··· Material for this task ···
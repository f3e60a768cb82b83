//! Object storage for uploaded project media.

use std::fs;
use std::io::ErrorKind;
use std::path::{Component, Path, PathBuf};

use crate::domain::types::MediaUrl;
use crate::repository::errors::{RepositoryError, RepositoryResult};

/// Stores uploaded bytes and hands back a public URL.
pub trait ObjectStorage: Send + Sync {
    /// Stores `bytes` under the relative `path`.
    fn upload(&self, path: &str, bytes: &[u8]) -> RepositoryResult<MediaUrl>;
    /// Removes the object behind `url`. Unknown URLs are ignored.
    fn remove(&self, url: &MediaUrl) -> RepositoryResult<()>;
}

/// Files below a local directory, served under a URL prefix.
#[derive(Debug, Clone)]
pub struct LocalObjectStorage {
    root: PathBuf,
    url_prefix: String,
}

impl LocalObjectStorage {
    pub fn new(root: impl Into<PathBuf>, url_prefix: &str) -> Self {
        Self {
            root: root.into(),
            url_prefix: format!("/{}", url_prefix.trim_matches('/')),
        }
    }

    pub fn root(&self) -> &Path {
        &self.root
    }

    fn resolve(&self, path: &str) -> RepositoryResult<PathBuf> {
        let relative = Path::new(path.trim_start_matches('/'));
        let safe = relative
            .components()
            .all(|c| matches!(c, Component::Normal(_)));
        if !safe || relative.as_os_str().is_empty() {
            return Err(RepositoryError::ValidationError(format!(
                "invalid object path: {path}"
            )));
        }
        Ok(self.root.join(relative))
    }
}

impl ObjectStorage for LocalObjectStorage {
    fn upload(&self, path: &str, bytes: &[u8]) -> RepositoryResult<MediaUrl> {
        let target = self.resolve(path)?;
        if let Some(parent) = target.parent() {
            fs::create_dir_all(parent)?;
        }
        fs::write(&target, bytes)?;

        MediaUrl::new(format!(
            "{}/{}",
            self.url_prefix.trim_end_matches('/'),
            path.trim_start_matches('/')
        ))
        .map_err(|e| RepositoryError::ValidationError(e.to_string()))
    }

    fn remove(&self, url: &MediaUrl) -> RepositoryResult<()> {
        let prefix = format!("{}/", self.url_prefix.trim_end_matches('/'));
        let Some(path) = url.as_str().strip_prefix(&prefix) else {
            log::debug!("Skipping removal of external media {url}");
            return Ok(());
        };

        match fs::remove_file(self.resolve(path)?) {
            Ok(()) => Ok(()),
            Err(e) if e.kind() == ErrorKind::NotFound => Ok(()),
            Err(e) => Err(e.into()),
        }
    }
}
use chrono::Utc;
use portfolio_admin::domain::category::{Category, NewCategory};
use portfolio_admin::domain::message::NewMessage;
use portfolio_admin::domain::project::{NewMedia, NewProject};
use portfolio_admin::domain::review::NewReview;
use portfolio_admin::domain::types::{
    CategoryId, CategoryName, EmailAddress, MediaKind, MediaUrl, MessageBody, PersonName,
    ProjectTitle, Rating, ReviewBody, ReviewStatus, Sequence, Technology,
};
use portfolio_admin::ordering::{MoveDirection, OrderedCollection};
use portfolio_admin::repository::document::DocumentRepository;
use portfolio_admin::repository::{
    CategoryReader, CategoryWriter, DieselRepository, MessageListQuery, MessageReader,
    MessageWriter, ProjectListQuery, ProjectReader, ProjectWriter, ReviewListQuery,
    ReviewReader, ReviewWriter,
};

mod common;

fn new_category(name: &str) -> NewCategory {
    let now = Utc::now().naive_utc();
    NewCategory {
        name: CategoryName::new(name).unwrap(),
        created_at: now,
        updated_at: now,
    }
}

fn new_project(title: &str, category_id: Option<CategoryId>) -> NewProject {
    let now = Utc::now().naive_utc();
    NewProject {
        title: ProjectTitle::new(title).unwrap(),
        description: format!("{title} description"),
        category_id,
        technologies: vec![Technology::new("Rust").unwrap()],
        media: vec![
            NewMedia {
                url: MediaUrl::new(format!("/uploads/projects/{title}-1.png")).unwrap(),
                kind: MediaKind::Image,
            },
            NewMedia {
                url: MediaUrl::new(format!("/uploads/projects/{title}-2.mp4")).unwrap(),
                kind: MediaKind::Video,
            },
        ],
        created_at: now,
        updated_at: now,
    }
}

fn category_names<R: CategoryReader>(repo: &R) -> Vec<String> {
    repo.list_categories()
        .unwrap()
        .into_iter()
        .map(|c| c.name.into_inner())
        .collect()
}

#[test]
fn categories_swap_places_when_moved() {
    let test_db = common::TestDb::new();
    let repo = DieselRepository::new(test_db.pool());

    let mut categories = OrderedCollection::<Category, _>::load(&repo).unwrap();
    for name in ["Web", "Mobile", "Design"] {
        categories.add(new_category(name)).unwrap();
    }
    let design = categories.items()[2].id.clone();

    assert_eq!(categories.move_one(&design, MoveDirection::Up), Ok(true));
    assert_eq!(category_names(&repo), vec!["Web", "Design", "Mobile"]);

    let sequences: Vec<i32> = repo
        .list_categories()
        .unwrap()
        .iter()
        .map(|c| c.sequence.get())
        .collect();
    assert_eq!(sequences, vec![1, 2, 3]);
}

#[test]
fn moving_past_the_edge_leaves_the_store_untouched() {
    let test_db = common::TestDb::new();
    let repo = DieselRepository::new(test_db.pool());

    let mut categories = OrderedCollection::<Category, _>::load(&repo).unwrap();
    let web = categories.add(new_category("Web")).unwrap();
    categories.add(new_category("Mobile")).unwrap();

    assert_eq!(categories.move_one(&web.id, MoveDirection::Up), Ok(false));
    assert_eq!(category_names(&repo), vec!["Web", "Mobile"]);
}

#[test]
fn deleting_category_keeps_its_projects() {
    let test_db = common::TestDb::new();
    let repo = DieselRepository::new(test_db.pool());

    let web = repo
        .create_category(&new_category("Web"), Sequence::new(1))
        .unwrap();
    let project = repo
        .create_project(&new_project("site", Some(web.id.clone())), Sequence::new(1))
        .unwrap();

    assert_eq!(repo.delete_category(&web.id).unwrap(), 1);

    let stored = repo.get_project_by_id(&project.id).unwrap().unwrap();
    assert_eq!(stored.category_id, Some(web.id));
    assert!(repo.list_categories().unwrap().is_empty());
}

#[test]
fn projects_are_listed_newest_sequence_first_with_media() {
    let test_db = common::TestDb::new();
    let repo = DieselRepository::new(test_db.pool());

    let web = repo
        .create_category(&new_category("Web"), Sequence::new(1))
        .unwrap();
    repo.create_project(&new_project("first", Some(web.id.clone())), Sequence::new(1))
        .unwrap();
    repo.create_project(&new_project("second", None), Sequence::new(2))
        .unwrap();

    let all = repo.list_projects(ProjectListQuery::default()).unwrap();
    let titles: Vec<&str> = all.iter().map(|p| p.title.as_str()).collect();
    assert_eq!(titles, vec!["second", "first"]);
    assert_eq!(all[1].media.len(), 2);
    assert_eq!(all[1].media[0].kind, MediaKind::Image);
    assert_eq!(all[1].cover().unwrap().url.as_str(), "/uploads/projects/first-1.png");

    let filtered = repo
        .list_projects(ProjectListQuery::default().category(web.id))
        .unwrap();
    assert_eq!(filtered.len(), 1);
    assert_eq!(filtered[0].title.as_str(), "first");
}

#[test]
fn deleting_project_removes_its_media() {
    let test_db = common::TestDb::new();
    let repo = DieselRepository::new(test_db.pool());

    let project = repo
        .create_project(&new_project("site", None), Sequence::new(1))
        .unwrap();
    let extra = repo
        .add_project_media(
            &project.id,
            &[NewMedia {
                url: MediaUrl::new("/uploads/projects/site-3.png").unwrap(),
                kind: MediaKind::Image,
            }],
        )
        .unwrap();
    assert_eq!(extra[0].sequence.get(), 2);

    assert_eq!(repo.delete_project(&project.id).unwrap(), 1);
    assert!(repo.get_project_by_id(&project.id).unwrap().is_none());
    assert_eq!(repo.delete_project(&project.id).unwrap(), 0);
}

#[test]
fn messages_filter_by_read_flag() {
    let test_db = common::TestDb::new();
    let repo = DieselRepository::new(test_db.pool());

    let message = repo
        .create_message(&NewMessage {
            name: PersonName::new("Ann").unwrap(),
            email: Some(EmailAddress::new("ann@example.com").unwrap()),
            phone: None,
            body: MessageBody::new("Hello").unwrap(),
            created_at: Utc::now().naive_utc(),
        })
        .unwrap();
    assert!(!message.read);

    assert_eq!(repo.set_message_read(&message.id, true).unwrap(), 1);

    let unread = repo
        .list_messages(MessageListQuery::default().read(false))
        .unwrap();
    let read = repo
        .list_messages(MessageListQuery::default().read(true))
        .unwrap();
    assert!(unread.is_empty());
    assert_eq!(read.len(), 1);
    assert_eq!(read[0].email.as_ref().unwrap().as_str(), "ann@example.com");
}

#[test]
fn reviews_start_pending_and_filter_by_status() {
    let test_db = common::TestDb::new();
    let repo = DieselRepository::new(test_db.pool());

    let review = repo
        .create_review(&NewReview {
            name: PersonName::new("Bob").unwrap(),
            email: EmailAddress::new("bob@example.com").unwrap(),
            company: None,
            rating: Rating::new(5).unwrap(),
            body: ReviewBody::new("Great work").unwrap(),
            created_at: Utc::now().naive_utc(),
        })
        .unwrap();
    assert_eq!(review.status, ReviewStatus::Pending);

    repo.set_review_status(&review.id, ReviewStatus::Approved)
        .unwrap();

    let approved = repo
        .list_reviews(ReviewListQuery::default().status(ReviewStatus::Approved))
        .unwrap();
    let pending = repo
        .list_reviews(ReviewListQuery::default().status(ReviewStatus::Pending))
        .unwrap();
    assert_eq!(approved.len(), 1);
    assert!(pending.is_empty());
    assert_eq!(repo.delete_review(&review.id).unwrap(), 1);
}

#[test]
fn document_store_orders_categories_like_the_relational_one() {
    let dir = tempfile::tempdir().unwrap();
    let repo = DocumentRepository::open(dir.path()).unwrap();

    let mut categories = OrderedCollection::<Category, _>::load(&repo).unwrap();
    for name in ["Web", "Mobile", "Design"] {
        categories.add(new_category(name)).unwrap();
    }
    let web = categories.items()[0].id.clone();

    assert_eq!(categories.move_one(&web, MoveDirection::Down), Ok(true));
    assert_eq!(category_names(&repo), vec!["Mobile", "Web", "Design"]);

    let reopened = DocumentRepository::open(dir.path()).unwrap();
    assert_eq!(category_names(&reopened), vec!["Mobile", "Web", "Design"]);
}
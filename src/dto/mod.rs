//! Template-facing views of domain entities.

pub mod categories;
pub mod dashboard;
pub mod messages;
pub mod projects;
pub mod reviews;
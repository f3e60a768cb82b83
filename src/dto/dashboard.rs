use serde::Serialize;

/// Counters shown on the admin landing page.
#[derive(Debug, Clone, Default, PartialEq, Eq, Serialize)]
pub struct DashboardDto {
    pub projects: usize,
    pub categories: usize,
    pub unread_messages: usize,
    pub pending_reviews: usize,
}
//! Error types for the correlation layer

use crate::domain::{CallId, RemoteFault};
use std::time::Duration;
use thiserror::Error;

/// Configuration errors.
///
/// Always raised synchronously; the previously configured value stays in
/// effect.
#[derive(Debug, Clone, PartialEq, Eq, Error)]
pub enum ConfigError {
    /// Timeout must be strictly positive
    #[error("invalid timeout: {0}")]
    InvalidTimeout(String),

    /// Sweep interval must be strictly positive
    #[error("invalid sweep interval: {0}")]
    InvalidSweepInterval(String),

    /// Environment override could not be parsed
    #[error("invalid value for {var}: {value:?}")]
    InvalidEnv { var: &'static str, value: String },
}

/// Local failures of the table itself.
///
/// These are caller-side bugs or lifecycle violations, never network
/// conditions, so they are kept apart from [`CallError`].
#[derive(Debug, Clone, PartialEq, Eq, Error)]
pub enum CorrelationError {
    #[error("call {id} is already pending (duplicate registration)")]
    DuplicateRegistration { id: CallId },

    #[error("call table is closed, call {id} rejected")]
    Closed { id: CallId },

    #[error(transparent)]
    Config(#[from] ConfigError),
}

/// Terminal failure delivered to the caller awaiting one call.
#[derive(Debug, Clone, PartialEq, Error)]
pub enum CallError {
    /// The peer answered with a fault
    #[error("remote fault: {0}")]
    Remote(RemoteFault),

    /// No response arrived within the timeout window
    #[error("call {id} timed out after {}ms", timeout.as_millis())]
    TimedOut { id: CallId, timeout: Duration },

    /// The call was cancelled, usually by connection teardown
    #[error("call {id} cancelled")]
    Cancelled { id: CallId },

    /// The settable half was discarded without an outcome
    #[error("call {id} abandoned before completion")]
    Abandoned { id: CallId },

    /// The request frame never left this side
    #[error("call {id} could not be sent: {reason}")]
    SendFailed { id: CallId, reason: String },

    /// The call could not be issued at all
    #[error("call rejected: {0}")]
    Rejected(#[from] CorrelationError),
}

/// Transport failures seen by the client and the response listener
#[derive(Debug, Clone, PartialEq, Eq, Error)]
pub enum TransportError {
    #[error("transport closed")]
    Closed,
    #[error("send failed: {0}")]
    SendFailed(String),
    #[error("receive failed: {0}")]
    ReceiveFailed(String),
    #[error("malformed frame: {0}")]
    Malformed(String),
}

impl CallError {
    /// The id of the call this error belongs to, when known locally.
    pub fn call_id(&self) -> Option<CallId> {
        match self {
            CallError::Remote(_) => None,
            CallError::Rejected(CorrelationError::DuplicateRegistration { id })
            | CallError::Rejected(CorrelationError::Closed { id }) => Some(*id),
            CallError::Rejected(CorrelationError::Config(_)) => None,
            CallError::TimedOut { id, .. }
            | CallError::Cancelled { id }
            | CallError::Abandoned { id }
            | CallError::SendFailed { id, .. } => Some(*id),
        }
    }

    pub fn is_timeout(&self) -> bool {
        matches!(self, CallError::TimedOut { .. })
    }

    pub fn is_remote(&self) -> bool {
        matches!(self, CallError::Remote(_))
    }

    pub fn is_cancelled(&self) -> bool {
        matches!(self, CallError::Cancelled { .. })
    }
}
//! Concurrent services built on the domain types.

pub mod correlator;
pub mod sweeper;
pub mod table;

pub use correlator::CallCorrelator;
pub use sweeper::{SweepReport, SweeperHandle, TimeoutSweeper};
pub use table::PendingCallTable;
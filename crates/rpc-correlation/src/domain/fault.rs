//! Remote fault payload.
//!
//! A fault is what the peer reports when it processed the request and
//! decided it failed. It travels in the response payload and is delivered to
//! the waiting caller unchanged; it is never a local error.

use serde::{Deserialize, Serialize};
use std::fmt;

/// Fault codes in the JSON-RPC 2.0 numbering
pub mod codes {
    pub const PARSE_ERROR: i32 = -32700;
    pub const INVALID_REQUEST: i32 = -32600;
    pub const METHOD_NOT_FOUND: i32 = -32601;
    pub const INVALID_PARAMS: i32 = -32602;
    pub const INTERNAL_ERROR: i32 = -32603;

    /// Generic server-side failure
    pub const SERVER_ERROR: i32 = -32000;
    /// Authorization filter rejected the action
    pub const UNAUTHORIZED: i32 = -32010;
}

/// Fault reported by the remote peer
#[derive(Debug, Clone, PartialEq, Serialize, Deserialize)]
pub struct RemoteFault {
    /// Fault code
    pub code: i32,
    /// Human readable message
    pub message: String,
    /// Optional structured detail
    #[serde(default, skip_serializing_if = "Option::is_none")]
    pub data: Option<serde_json::Value>,
}

impl RemoteFault {
    pub fn new(code: i32, message: impl Into<String>) -> Self {
        Self {
            code,
            message: message.into(),
            data: None,
        }
    }

    pub fn with_data(code: i32, message: impl Into<String>, data: serde_json::Value) -> Self {
        Self {
            code,
            message: message.into(),
            data: Some(data),
        }
    }

    pub fn method_not_found(method: &str) -> Self {
        Self::new(
            codes::METHOD_NOT_FOUND,
            format!("Method not found: {}", method),
        )
    }

    pub fn unauthorized(details: impl Into<String>) -> Self {
        Self::new(
            codes::UNAUTHORIZED,
            format!("Unauthorized: {}", details.into()),
        )
    }

    pub fn server_error(details: impl Into<String>) -> Self {
        Self::new(codes::SERVER_ERROR, details.into())
    }

    /// Interpret a fault payload.
    ///
    /// Peers that do not send a structured fault still produce a usable one:
    /// the raw payload becomes the message and is kept as `data`.
    pub fn from_payload(payload: serde_json::Value) -> Self {
        match serde_json::from_value::<RemoteFault>(payload.clone()) {
            Ok(fault) => fault,
            Err(_) => {
                let message = match &payload {
                    serde_json::Value::String(s) => s.clone(),
                    other => other.to_string(),
                };
                Self::with_data(codes::SERVER_ERROR, message, payload)
            }
        }
    }
}

impl fmt::Display for RemoteFault {
    fn fmt(&self, f: &mut fmt::Formatter<'_>) -> fmt::Result {
        write!(f, "[{}] {}", self.code, self.message)
    }
}

impl std::error::Error for RemoteFault {}
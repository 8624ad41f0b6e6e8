//! Telemetry configuration from environment variables.

use std::env;

/// Configuration for log output.
#[derive(Debug, Clone, PartialEq, Eq)]
pub struct TelemetryConfig {
    /// Service name attached to the startup event
    pub service_name: String,

    /// Log level filter (trace, debug, info, warn, error) or a full
    /// `EnvFilter` directive
    pub log_level: String,

    /// Whether to write logs to stdout at all
    pub console_output: bool,

    /// Whether to format logs as JSON
    pub json_logs: bool,
}

impl Default for TelemetryConfig {
    fn default() -> Self {
        Self {
            service_name: "socket-rpc".to_string(),
            log_level: "info".to_string(),
            console_output: true,
            json_logs: false,
        }
    }
}

impl TelemetryConfig {
    /// Create configuration from environment variables.
    ///
    /// # Environment Variables
    ///
    /// - `RPC_SERVICE_NAME`: Service name (default: socket-rpc)
    /// - `RPC_LOG_LEVEL` or `RUST_LOG`: Log level (default: info)
    /// - `RPC_CONSOLE_OUTPUT`: Enable console output (default: true)
    /// - `RPC_JSON_LOGS`: Enable JSON logs (default: false in dev, true in containers)
    pub fn from_env() -> Self {
        Self::from_lookup(|var| env::var(var).ok())
    }

    /// Same as [`from_env`](Self::from_env) with an injectable lookup.
    pub fn from_lookup<F>(lookup: F) -> Self
    where
        F: Fn(&str) -> Option<String>,
    {
        let is_container =
            lookup("KUBERNETES_SERVICE_HOST").is_some() || lookup("DOCKER_CONTAINER").is_some();
        let defaults = Self::default();

        Self {
            service_name: lookup("RPC_SERVICE_NAME").unwrap_or(defaults.service_name),

            log_level: lookup("RPC_LOG_LEVEL")
                .or_else(|| lookup("RUST_LOG"))
                .unwrap_or(defaults.log_level),

            console_output: lookup("RPC_CONSOLE_OUTPUT")
                .map(|v| v.to_lowercase() != "false" && v != "0")
                .unwrap_or(defaults.console_output),

            json_logs: lookup("RPC_JSON_LOGS")
                .map(|v| v.to_lowercase() == "true" || v == "1")
                .unwrap_or(is_container),
        }
    }

    /// Builder-style method to set the log level
    pub fn with_log_level(mut self, level: impl Into<String>) -> Self {
        self.log_level = level.into();
        self
    }
}
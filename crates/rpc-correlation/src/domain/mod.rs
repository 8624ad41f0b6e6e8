//! Domain types for the correlation layer.
//!
//! Pure data and the single-shot outcome slot. The concurrent table and the
//! sweeper live in `service`.

pub mod call;
pub mod config;
pub mod fault;
pub mod frames;
pub mod ids;

pub use call::{CallOutcome, OutcomeKind, PendingCall, PendingCallHandle, Resolution};
pub use config::{timeout_from_millis, validate_timeout, CorrelationConfig, MAX_SWEEP_INTERVAL};
pub use fault::RemoteFault;
pub use frames::{RequestFrame, ResponseFrame, ResponseStatus};
pub use ids::{CallId, SessionId};
//! Call-side adapter: issue, send, await.

use crate::domain::RequestFrame;
use crate::error::CallError;
use crate::ports::{CorrelationApi, FrameSender};
use serde_json::Value;
use std::sync::Arc;
use std::time::Duration;
use tracing::{debug, warn};

/// Issues calls over a frame transport
#[derive(Clone)]
pub struct RpcClient {
    correlator: Arc<dyn CorrelationApi<Value>>,
    sender: Arc<dyn FrameSender>,
}

impl RpcClient {
    pub fn new(correlator: Arc<dyn CorrelationApi<Value>>, sender: Arc<dyn FrameSender>) -> Self {
        Self { correlator, sender }
    }

    /// Call `method` with the default timeout
    pub async fn call(&self, method: &str, params: Value) -> Result<Value, CallError> {
        self.dispatch(method, params, None).await
    }

    /// Call `method` with its own timeout
    pub async fn call_with_timeout(
        &self,
        method: &str,
        params: Value,
        timeout: Duration,
    ) -> Result<Value, CallError> {
        self.dispatch(method, params, Some(timeout)).await
    }

    async fn dispatch(
        &self,
        method: &str,
        params: Value,
        timeout: Option<Duration>,
    ) -> Result<Value, CallError> {
        let (id, handle) = self.correlator.issue(timeout)?;

        if let Err(e) = self.sender.send(RequestFrame::new(id, method, params)).await {
            // The call was registered before sending; retire it here so it
            // does not linger until the sweeper times it out.
            self.correlator.cancel_call(id);
            warn!(call_id = %id, method = method, error = %e, "Request frame not sent");
            return Err(CallError::SendFailed {
                id,
                reason: e.to_string(),
            });
        }

        debug!(call_id = %id, method = method, "Sent request frame");
        handle.await
    }
}

impl std::fmt::Debug for RpcClient {
    fn fmt(&self, f: &mut std::fmt::Formatter<'_>) -> std::fmt::Result {
        f.debug_struct("RpcClient").finish_non_exhaustive()
    }
}
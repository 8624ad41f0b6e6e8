//! Subscriber setup.
//!
//! Installs a global `tracing` registry with an `EnvFilter` and, when console
//! output is on, a pretty or JSON fmt layer.

use tracing_subscriber::{layer::SubscriberExt, util::SubscriberInitExt, EnvFilter};

use crate::{TelemetryConfig, TelemetryError};

/// Marker returned once the global subscriber is installed.
#[derive(Debug)]
pub struct TracingGuard {
    service_name: String,
}

impl Drop for TracingGuard {
    fn drop(&mut self) {
        tracing::debug!(service = %self.service_name, "Tracing guard released");
    }
}

/// Build the filter from the configured level.
///
/// `RUST_LOG` directives are honored when present, like the level itself.
pub fn build_filter(config: &TelemetryConfig) -> Result<EnvFilter, TelemetryError> {
    EnvFilter::try_new(&config.log_level)
        .map_err(|e| TelemetryError::Config(format!("bad log filter {:?}: {}", config.log_level, e)))
}

/// Install the global subscriber.
///
/// Fails with [`TelemetryError::AlreadyInitialized`] if another subscriber
/// was installed first.
pub fn init_tracing(config: &TelemetryConfig) -> Result<TracingGuard, TelemetryError> {
    let env_filter = build_filter(config)?;

    let result = if !config.console_output {
        tracing_subscriber::registry().with(env_filter).try_init()
    } else if config.json_logs {
        // JSON output for containers/production
        let json_layer = tracing_subscriber::fmt::layer()
            .json()
            .with_target(true)
            .with_thread_ids(true)
            .with_file(true)
            .with_line_number(true);
        tracing_subscriber::registry()
            .with(env_filter)
            .with(json_layer)
            .try_init()
    } else {
        // Pretty output for development
        let fmt_layer = tracing_subscriber::fmt::layer()
            .with_target(true)
            .with_thread_ids(false)
            .with_file(false)
            .with_line_number(false)
            .with_ansi(true);
        tracing_subscriber::registry()
            .with(env_filter)
            .with(fmt_layer)
            .try_init()
    };
    result.map_err(|e| TelemetryError::AlreadyInitialized(e.to_string()))?;

    tracing::info!(
        service = %config.service_name,
        log_level = %config.log_level,
        json_logs = config.json_logs,
        "Tracing initialized"
    );

    Ok(TracingGuard {
        service_name: config.service_name.clone(),
    })
}
//! # Socket RPC Demo
//!
//! Runs one batch of echo, fault and silent calls over the loopback
//! transport and prints what happened to each of them.
//!
//! ## Environment
//!
//! - `RPC_CALL_TIMEOUT_MS`, `RPC_SWEEP_INTERVAL_MS`: correlation settings
//! - `RPC_DEMO_CALLS`, `RPC_DEMO_LATENCY_MS`, `RPC_DEMO_SILENT_TIMEOUT_MS`:
//!   batch shape
//! - `RPC_LOG_LEVEL`, `RPC_JSON_LOGS`, `RPC_CONSOLE_OUTPUT`: logging

use anyhow::{Context, Result};
use rpc_runtime::{DemoRuntime, RuntimeConfig};
use rpc_telemetry::{init_telemetry, TelemetryConfig};
use tracing::{info, warn};

#[tokio::main]
async fn main() -> Result<()> {
    // Initialize logging
    let _telemetry = init_telemetry(TelemetryConfig::from_env())
        .context("failed to initialize telemetry")?;

    // Load configuration
    let config = RuntimeConfig::from_env()?;
    info!(
        timeout_ms = config.correlation.default_timeout.as_millis() as u64,
        sweep_interval_ms = config.correlation.sweep_interval.as_millis() as u64,
        calls_per_method = config.calls_per_method,
        "Starting socket RPC demo"
    );

    let runtime = DemoRuntime::start(config)?;
    let batch = runtime.run_batch().await;
    let report = runtime.shutdown().await?;

    info!(
        completed = batch.completed,
        faulted = batch.faulted,
        timed_out = batch.timed_out,
        failed = batch.failed,
        registered = report.stats.registered,
        stale = report.stats.stale,
        sweeper_passes = report.session.sweep.passes,
        "Demo finished"
    );

    if report.stats.in_flight() != 0 {
        warn!(in_flight = report.stats.in_flight(), "Calls left unresolved");
    }

    Ok(())
}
···
- Task item
Nothing but the lines from the first line of the data through the line with "under the relative" should be returned, exactly as they appear, both ends included.

- Output below
repository f3e60a768cb82b83
//! Object storage for uploaded project media.

use std::fs;
use std::io::ErrorKind;
use std::path::{Component, Path, PathBuf};

use crate::domain::types::MediaUrl;
use crate::repository::errors::{RepositoryError, RepositoryResult};

/// Stores uploaded bytes and hands back a public URL.
pub trait ObjectStorage: Send + Sync {
    /// Stores `bytes` under the relative `path`.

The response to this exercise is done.